Setting up Kafka infrastructure
For the purposes of this demo we set up infrastructure with following docker-compose.yml:
version: '3'
services:
kafka:
image: confluentinc/cp-kafka:latest
container_name: kafka
ports:
- "9092:9092"
depends_on:
- zookeeper
environment:
KAFKA_BROKER_ID: 1
KAFKA_ZOOKEEPER_CONNECT: zookeeper:2181
KAFKA_ADVERTISED_LISTENERS: PLAINTEXT://kafka:9092
KAFKA_OFFSETS_TOPIC_REPLICATION_FACTOR: 1
KAFKA_MESSAGE_MAX_BYTES: 10000000
zookeeper:
image: confluentinc/cp-zookeeper:latest
container_name: zookeeper
ports:
- "2181:2181"
environment:
ZOOKEEPER_CLIENT_PORT: 2181
ZOOKEEPER_TICK_TIME: 2000
ZOOKEEPER_INIT_LIMIT: 5
ZOOKEEPER_SYNC_LIMIT: 2
Putting everything together
The time has come to start everything up:
Boot up Kafka with docker-compose.yml:
$ cd kafka-provision-examples/
$ docker-compose up
Build and start
task-producer
:
$ ./task-producer/gradlew -b ./task-producer/build.gradle clean build
$ java -jar task-producer/build/libs/task-producer-0.0.1-SNAPSHOT.jar
Build and start
task-consumer
:
$ ./task-consumer/gradlew -b ./task-consumer/build.gradle clean build
$ java -jar task-consumer/build/libs/task-consumer-0.0.1-SNAPSHOT.jar
After starting everything up, we will see something like this in the logs:
task_producer | 2019-04-21 10:27:49.071 INFO 1 --- [container-0-C-1] c.o.kafka.bindings.ResultsListener : Received: ResultMessage(action=EAT, status=SUCCESS)
task_producer | 2019-04-21 10:27:49.191 INFO 1 --- [ scheduling-1] c.o.kafka.bindings.TasksPublisher : Published: TaskMessage(task=Task(action=SLEEP))
task_producer | 2019-04-21 10:27:49.413 INFO 1 --- [container-0-C-1] c.o.kafka.bindings.ResultsListener : Received: ResultMessage(action=WRITE_CODE, status=SUCCESS)

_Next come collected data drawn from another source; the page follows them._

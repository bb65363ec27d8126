//! Built-in market data, used when the data files cannot be read.
use ftb_common::Usd;

use crate::market_types::{Bid, InventoryLine, Restaurant};

const DEFAULT_FOOD: &str = "pizza";
const DEFAULT_LOCATION: &str = "Mission District";
const DEFAULT_PICKUP_WINDOW: &str = "7-9 PM";

const DEFAULT_BIDS: [(&str, &str, i64); 23] = [
    ("usr_001", "Sarah M.", 1150),
    ("usr_002", "Mike T.", 850),
    ("usr_003", "Jane K.", 900),
    ("usr_004", "Alex P.", 800),
    ("usr_005", "Chris L.", 950),
    ("usr_006", "Jordan T.", 900),
    ("usr_007", "Casey W.", 1000),
    ("usr_008", "Morgan F.", 850),
    ("usr_009", "Riley H.", 1150),
    ("usr_010", "Quinn B.", 750),
    ("usr_011", "Dakota S.", 1100),
    ("usr_012", "Avery M.", 900),
    ("usr_013", "Skyler D.", 1000),
    ("usr_014", "River C.", 800),
    ("usr_015", "Phoenix L.", 600),
    ("usr_016", "Sage K.", 1050),
    ("usr_017", "Rowan P.", 900),
    ("usr_018", "Ember J.", 700),
    ("usr_019", "Aspen G.", 1000),
    ("usr_020", "Wren V.", 850),
    ("usr_021", "Kai N.", 650),
    ("usr_022", "Ellis R.", 1100),
    ("usr_023", "Finley Y.", 750),
];

/// The demo escrow pool: 23 pizza buyers in the Mission District.
pub fn default_escrow_pool() -> Vec<Bid> {
    DEFAULT_BIDS
        .iter()
        .map(|&(id, name, cents)| {
            Bid::new(id, name, Usd::from_cents(cents))
                .with_food_ordered(DEFAULT_FOOD)
                .with_location(DEFAULT_LOCATION)
                .with_pickup_window(DEFAULT_PICKUP_WINDOW)
        })
        .collect()
}

/// The demo restaurant list: a single pizzeria with 14 pizzas left over.
pub fn default_restaurants() -> Vec<Restaurant> {
    vec![Restaurant {
        restaurant_id: "rest_001".into(),
        name: "Mario's Pizza".into(),
        phone: "+1-415-555-0123".into(),
        address: "742 Valencia St, San Francisco, CA 94110".into(),
        contact: "Tony".into(),
        inventory: vec![
            InventoryLine::new("Margherita Pizza", 8, Usd::from_dollars(18)),
            InventoryLine::new("Pepperoni Pizza", 6, Usd::from_dollars(20)),
        ],
    }]
}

task_producer | 2019-04-21 10:27:50.191 INFO 1 --- [ scheduling-1] c.o.kafka.bindings.TasksPublisher : Published: TaskMessage(task=Task(action=SLEEP))
task_producer | 2019-04-21 10:27:50.826 INFO 1 --- [container-0-C-1] c.o.kafka.bindings.ResultsListener : Received: ResultMessage(action=EAT, status=FAIL)
task_producer | 2019-04-21 10:27:52.945 INFO 1 --- [container-0-C-1] c.o.kafka.bindings.ResultsListener : Received: ResultMessage(action=SLEEP, status=SKIP_THIS_TIME)
task_producer | 2019-04-21 10:27:53.191 INFO 1 --- [ scheduling-1] c.o.kafka.bindings.TasksPublisher : Received: ResultMessage(action=WRITE_CODE, status=SUCCESS)
This indicates, that everything works as it’s supposed to :)
Checking topics configuration
Now let’s checkout Kafka topic configs, that were provisioned by starter:
$ docker exec -ti kafka /bin/bash
root@4874c1726187:/# kafka-topics --zookeeper zookeeper:2181 --list
__confluent.support.metrics
__consumer_offsets
results
tasks
root@4874c1726187:/# kafka-topics --zookeeper zookeeper:2181 --describe --topic tasks
Topic:tasks PartitionCount:4 ReplicationFactor:1 Configs:retention.ms=360000,cleanup.policy=delete
Topic: tasks Partition: 0 Leader: 1 Replicas: 1 Isr: 1
Topic: tasks Partition: 1 Leader: 1 Replicas: 1 Isr: 1
Topic: tasks Partition: 2 Leader: 1 Replicas: 1 Isr: 1
Topic: tasks Partition: 3 Leader: 1 Replicas: 1 Isr: 1
root@4874c1726187:/# kafka-topics --zookeeper zookeeper:2181 --describe --topic results
Topic:results PartitionCount:4 ReplicationFactor:1 Configs:retention.ms=360000,cleanup.policy=delete
Topic: results Partition: 0 Leader: 1 Replicas: 1 Isr: 1
Topic: results Partition: 1 Leader: 1 Replicas: 1 Isr: 1
Topic: results Partition: 2 Leader: 1 Replicas: 1 Isr: 1
Topic: results Partition: 3 Leader: 1 Replicas: 1 Isr: 1
So, as we can see Kafka Provision Spring boot starter has created required topics for us and added specified configs.